→ PROMPT: Give every line of the data again, exactly.

Stored entries
//! End-to-end editor scenarios: intake → arrange → generate → export.

use std::io::Cursor;
use std::sync::Arc;

use image::{DynamicImage, ImageFormat, Rgba, RgbaImage};

use slicegrid::canvas::{BackgroundConfig, GridConfig};
use slicegrid::export::{ExportPackager, archive_name};
use slicegrid::geometry::{Point, ViewportSize};
use slicegrid::gesture::{GestureController, GestureEvent, HitTarget};
use slicegrid::intake::{DecodeBatch, IntakePolicy, SourceFile, decode, ingest};
use slicegrid::raster::{Rasterizer, SliceFormat};
use slicegrid::store::LayerStore;

fn png_file(name: &str, w: u32, h: u32, color: [u8; 4]) -> SourceFile {
    let mut out = Cursor::new(Vec::new());
    DynamicImage::ImageRgba8(RgbaImage::from_pixel(w, h, Rgba(color)))
        .write_to(&mut out, ImageFormat::Png)
        .unwrap();
    SourceFile::new(name, Some("image/png"), out.into_inner())
}

#[test]
fn covering_opaque_layer_gives_two_opaque_slices() {
    let mut store = LayerStore::new(
        GridConfig::default(),
        BackgroundConfig { is_transparent: false, color: "#ffffff".into() },
    );
    let report = ingest(&mut store, &[png_file("wide.png", 216, 108, [10, 120, 200, 255])], IntakePolicy::BestEffort);
    let id = report.added[0];
    // 216 × 10 = 2160, 108 × 10 = 1080: exactly the canvas. The slider caps
    // at 5×, so the scale goes straight into the store.
    store.update_layer(
        id,
        slicegrid::LayerPatch { x: Some(0.0), y: Some(0.0), scale: Some(10.0), ..Default::default() },
    );

    let master = Rasterizer::new(&store).compose_master().unwrap();
    assert_eq!(master.dimensions(), (2160, 1080));
    assert!(master.pixels().all(|p| p.0 == [10, 120, 200, 255]));

    let out = Rasterizer::new(&store).generate().unwrap();
    assert_eq!(out.len(), 2);
    assert_eq!(out.format, SliceFormat::Jpeg);
    for slice in &out.slices {
        let img = image::load_from_memory(&slice.bytes).unwrap();
        assert_eq!((img.width(), img.height()), (1080, 1080));
        assert!(!img.color().has_alpha());
        let rgb = img.to_rgb8();
        for (x, y) in [(0, 0), (540, 540), (1079, 1079)] {
            let px = rgb.get_pixel(x, y).0;
            assert!(px[2] > 150 && px[0] < 60, "{:?} at {},{}", px, x, y);
        }
    }
}

#[test]
fn empty_transparent_single_cell_is_fully_transparent_png() {
    let mut store = LayerStore::default();
    store.update_grid(-1, 0);
    let out = Rasterizer::new(&store).generate().unwrap();
    assert_eq!(out.len(), 1);
    assert_eq!(out.format, SliceFormat::Png);
    let img = image::load_from_memory_with_format(&out.slices[0].bytes, ImageFormat::Png)
        .unwrap()
        .to_rgba8();
    assert_eq!(img.dimensions(), (1080, 1080));
    assert!(img.pixels().all(|p| p[3] == 0));
}

#[test]
fn drag_near_left_edge_snaps_to_zero() {
    let viewport = ViewportSize::new(1400.0, 900.0);
    let mut store = LayerStore::default();
    let id = ingest(&mut store, &[png_file("a.png", 300, 300, [0, 0, 0, 255])], IntakePolicy::BestEffort).added[0];
    let mut gc = GestureController::new(viewport);

    let t = store.view_transform(viewport);
    let layer = store.layer(id).unwrap().clone();
    let grab = Point::new(layer.x + 20.0, layer.y + 20.0);
    gc.handle(&mut store, GestureEvent::PointerDown { contacts: vec![t.canvas_to_screen(grab)], target: HitTarget::Layer(id) });
    // Left edge ends up 10px from x = 0.
    let to = Point::new(10.0 + 20.0, layer.y + 20.0);
    gc.handle(&mut store, GestureEvent::PointerMove { contacts: vec![t.canvas_to_screen(to)] });

    assert_eq!(store.layer(id).unwrap().x, 0.0);
    assert_eq!(gc.snap_feedback().x, Some(0.0));
    gc.handle(&mut store, GestureEvent::PointerUp { remaining: 0 });
    assert!(!gc.snap_feedback().is_snapping());
    assert_eq!(store.layer(id).unwrap().x, 0.0);
}

#[test]
fn out_of_order_decodes_keep_input_order() {
    let files = [
        png_file("1.png", 50, 50, [255, 0, 0, 255]),
        png_file("2.png", 50, 50, [0, 255, 0, 255]),
        png_file("3.png", 50, 50, [0, 0, 255, 255]),
    ];
    let mut store = LayerStore::default();
    let mut batch = DecodeBatch::new(files.iter().map(|f| f.name.clone()).collect(), IntakePolicy::BestEffort);

    batch.complete(2, decode(&files[2]));
    batch.complete(0, decode(&files[0]));
    let mut batch = match batch.commit(&mut store) {
        Err(pending) => pending,
        Ok(_) => panic!("committed with a decode outstanding"),
    };
    assert!(store.layers().is_empty());
    batch.complete(1, decode(&files[1]));
    let report = batch.commit(&mut store).ok().unwrap();

    let layers: Vec<_> = report.added.iter().map(|id| store.layer(*id).unwrap()).collect();
    let names: Vec<_> = layers.iter().map(|l| l.source_name.as_str()).collect();
    assert_eq!(names, ["1.png", "2.png", "3.png"]);
    assert!(layers[0].z_index < layers[1].z_index && layers[1].z_index < layers[2].z_index);
    assert!(layers[0].x < layers[1].x && layers[1].x < layers[2].x);
    assert_eq!(store.active_layer_id(), Some(report.added[2]));
}

#[test]
fn generate_then_export_then_continue_editing() {
    let mut store = LayerStore::default();
    ingest(&mut store, &[png_file("trip.photo.png", 64, 64, [1, 2, 3, 255])], IntakePolicy::BestEffort);
    let out = Rasterizer::new(&store).generate().unwrap();
    let prefix = out.filename_prefix();
    assert!(prefix.starts_with("trip.photo_"));
    store.set_results(out);

    let dir = tempfile::tempdir().unwrap();
    let path = ExportPackager::new(&store).save_archive(dir.path()).unwrap();
    assert_eq!(path.file_name().unwrap().to_string_lossy(), archive_name(&prefix));

    let archive = zip::ZipArchive::new(std::fs::File::open(&path).unwrap()).unwrap();
    let members = archive.file_names().filter(|n| !n.ends_with('/')).count();
    assert_eq!(members, 2);

    store.clear_results();
    assert!(store.results().is_none());
    assert_eq!(store.layers().len(), 1);
    store.reset();
    assert!(store.layers().is_empty());
}

#[test]
fn pixels_are_shared_not_copied_on_update() {
    let mut store = LayerStore::default();
    let id = ingest(&mut store, &[png_file("a.png", 8, 8, [0, 0, 0, 255])], IntakePolicy::BestEffort).added[0];
    let before = Arc::clone(&store.layer(id).unwrap().pixels);
    store.update_layer(id, slicegrid::LayerPatch::position(1.0, 1.0));
    assert!(Arc::ptr_eq(&before, &store.layer(id).unwrap().pixels));
}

→ SOLVED PROBLEM:
//! End-to-end editor scenarios: intake → arrange → generate → export.

use std::io::Cursor;
use std::sync::Arc;

use image::{DynamicImage, ImageFormat, Rgba, RgbaImage};

use slicegrid::canvas::{BackgroundConfig, GridConfig};
use slicegrid::export::{ExportPackager, archive_name};
use slicegrid::geometry::{Point, ViewportSize};
use slicegrid::gesture::{GestureController, GestureEvent, HitTarget};
use slicegrid::intake::{DecodeBatch, IntakePolicy, SourceFile, decode, ingest};
use slicegrid::raster::{Rasterizer, SliceFormat};
use slicegrid::store::LayerStore;

fn png_file(name: &str, w: u32, h: u32, color: [u8; 4]) -> SourceFile {
    let mut out = Cursor::new(Vec::new());
    DynamicImage::ImageRgba8(RgbaImage::from_pixel(w, h, Rgba(color)))
        .write_to(&mut out, ImageFormat::Png)
        .unwrap();
    SourceFile::new(name, Some("image/png"), out.into_inner())
}

#[test]
fn covering_opaque_layer_gives_two_opaque_slices() {
    let mut store = LayerStore::new(
        GridConfig::default(),
        BackgroundConfig { is_transparent: false, color: "#ffffff".into() },
    );
    let report = ingest(&mut store, &[png_file("wide.png", 216, 108, [10, 120, 200, 255])], IntakePolicy::BestEffort);
    let id = report.added[0];
    // 216 × 10 = 2160, 108 × 10 = 1080: exactly the canvas. The slider caps
    // at 5×, so the scale goes straight into the store.
    store.update_layer(
        id,
        slicegrid::LayerPatch { x: Some(0.0), y: Some(0.0), scale: Some(10.0), ..Default::default() },
    );

    let master = Rasterizer::new(&store).compose_master().unwrap();
    assert_eq!(master.dimensions(), (2160, 1080));
    assert!(master.pixels().all(|p| p.0 == [10, 120, 200, 255]));

    let out = Rasterizer::new(&store).generate().unwrap();
    assert_eq!(out.len(), 2);
    assert_eq!(out.format, SliceFormat::Jpeg);
    for slice in &out.slices {
        let img = image::load_from_memory(&slice.bytes).unwrap();
        assert_eq!((img.width(), img.height()), (1080, 1080));
        assert!(!img.color().has_alpha());
        let rgb = img.to_rgb8();
        for (x, y) in [(0, 0), (540, 540), (1079, 1079)] {
            let px = rgb.get_pixel(x, y).0;
            assert!(px[2] > 150 && px[0] < 60, "{:?} at {},{}", px, x, y);
        }
    }
}

#[test]
fn empty_transparent_single_cell_is_fully_transparent_png() {
    let mut store = LayerStore::default();
    store.update_grid(-1, 0);
    let out = Rasterizer::new(&store).generate().unwrap();
    assert_eq!(out.len(), 1);
    assert_eq!(out.format, SliceFormat::Png);
    let img = image::load_from_memory_with_format(&out.slices[0].bytes, ImageFormat::Png)
        .unwrap()
        .to_rgba8();
    assert_eq!(img.dimensions(), (1080, 1080));
    assert!(img.pixels().all(|p| p[3] == 0));
}

#[test]
fn drag_near_left_edge_snaps_to_zero() {
    let viewport = ViewportSize::new(1400.0, 900.0);
    let mut store = LayerStore::default();
    let id = ingest(&mut store, &[png_file("a.png", 300, 300, [0, 0, 0, 255])], IntakePolicy::BestEffort).added[0];
    let mut gc = GestureController::new(viewport);

    let t = store.view_transform(viewport);
    let layer = store.layer(id).unwrap().clone();
    let grab = Point::new(layer.x + 20.0, layer.y + 20.0);
    gc.handle(&mut store, GestureEvent::PointerDown { contacts: vec![t.canvas_to_screen(grab)], target: HitTarget::Layer(id) });
    // Left edge ends up 10px from x = 0.
    let to = Point::new(10.0 + 20.0, layer.y + 20.0);
    gc.handle(&mut store, GestureEvent::PointerMove { contacts: vec![t.canvas_to_screen(to)] });

    assert_eq!(store.layer(id).unwrap().x, 0.0);
    assert_eq!(gc.snap_feedback().x, Some(0.0));
    gc.handle(&mut store, GestureEvent::PointerUp { remaining: 0 });
    assert!(!gc.snap_feedback().is_snapping());
    assert_eq!(store.layer(id).unwrap().x, 0.0);
}

#[test]
fn out_of_order_decodes_keep_input_order() {
    let files = [
        png_file("1.png", 50, 50, [255, 0, 0, 255]),
        png_file("2.png", 50, 50, [0, 255, 0, 255]),
        png_file("3.png", 50, 50, [0, 0, 255, 255]),
    ];
    let mut store = LayerStore::default();
    let mut batch = DecodeBatch::new(files.iter().map(|f| f.name.clone()).collect(), IntakePolicy::BestEffort);

    batch.complete(2, decode(&files[2]));
    batch.complete(0, decode(&files[0]));
    let mut batch = match batch.commit(&mut store) {
        Err(pending) => pending,
        Ok(_) => panic!("committed with a decode outstanding"),
    };
    assert!(store.layers().is_empty());
    batch.complete(1, decode(&files[1]));
    let report = batch.commit(&mut store).ok().unwrap();

    let layers: Vec<_> = report.added.iter().map(|id| store.layer(*id).unwrap()).collect();
    let names: Vec<_> = layers.iter().map(|l| l.source_name.as_str()).collect();
    assert_eq!(names, ["1.png", "2.png", "3.png"]);
    assert!(layers[0].z_index < layers[1].z_index && layers[1].z_index < layers[2].z_index);
    assert!(layers[0].x < layers[1].x && layers[1].x < layers[2].x);
    assert_eq!(store.active_layer_id(), Some(report.added[2]));
}

#[test]
fn generate_then_export_then_continue_editing() {
    let mut store = LayerStore::default();
    ingest(&mut store, &[png_file("trip.photo.png", 64, 64, [1, 2, 3, 255])], IntakePolicy::BestEffort);
    let out = Rasterizer::new(&store).generate().unwrap();
    let prefix = out.filename_prefix();
    assert!(prefix.starts_with("trip.photo_"));
    store.set_results(out);

    let dir = tempfile::tempdir().unwrap();
    let path = ExportPackager::new(&store).save_archive(dir.path()).unwrap();
    assert_eq!(path.file_name().unwrap().to_string_lossy(), archive_name(&prefix));

    let archive = zip::ZipArchive::new(std::fs::File::open(&path).unwrap()).unwrap();
    let members = archive.file_names().filter(|n| !n.ends_with('/')).count();
    assert_eq!(members, 2);

    store.clear_results();
    assert!(store.results().is_none());
    assert_eq!(store.layers().len(), 1);
    store.reset();
    assert!(store.layers().is_empty());
}

#[test]
fn pixels_are_shared_not_copied_on_update() {
    let mut store = LayerStore::default();
    let id = ingest(&mut store, &[png_file("a.png", 8, 8, [0, 0, 0, 255])], IntakePolicy::BestEffort).added[0];
    let before = Arc::clone(&store.layer(id).unwrap().pixels);
    store.update_layer(id, slicegrid::LayerPatch::position(1.0, 1.0));
    assert!(Arc::ptr_eq(&before, &store.layer(id).unwrap().pixels));
}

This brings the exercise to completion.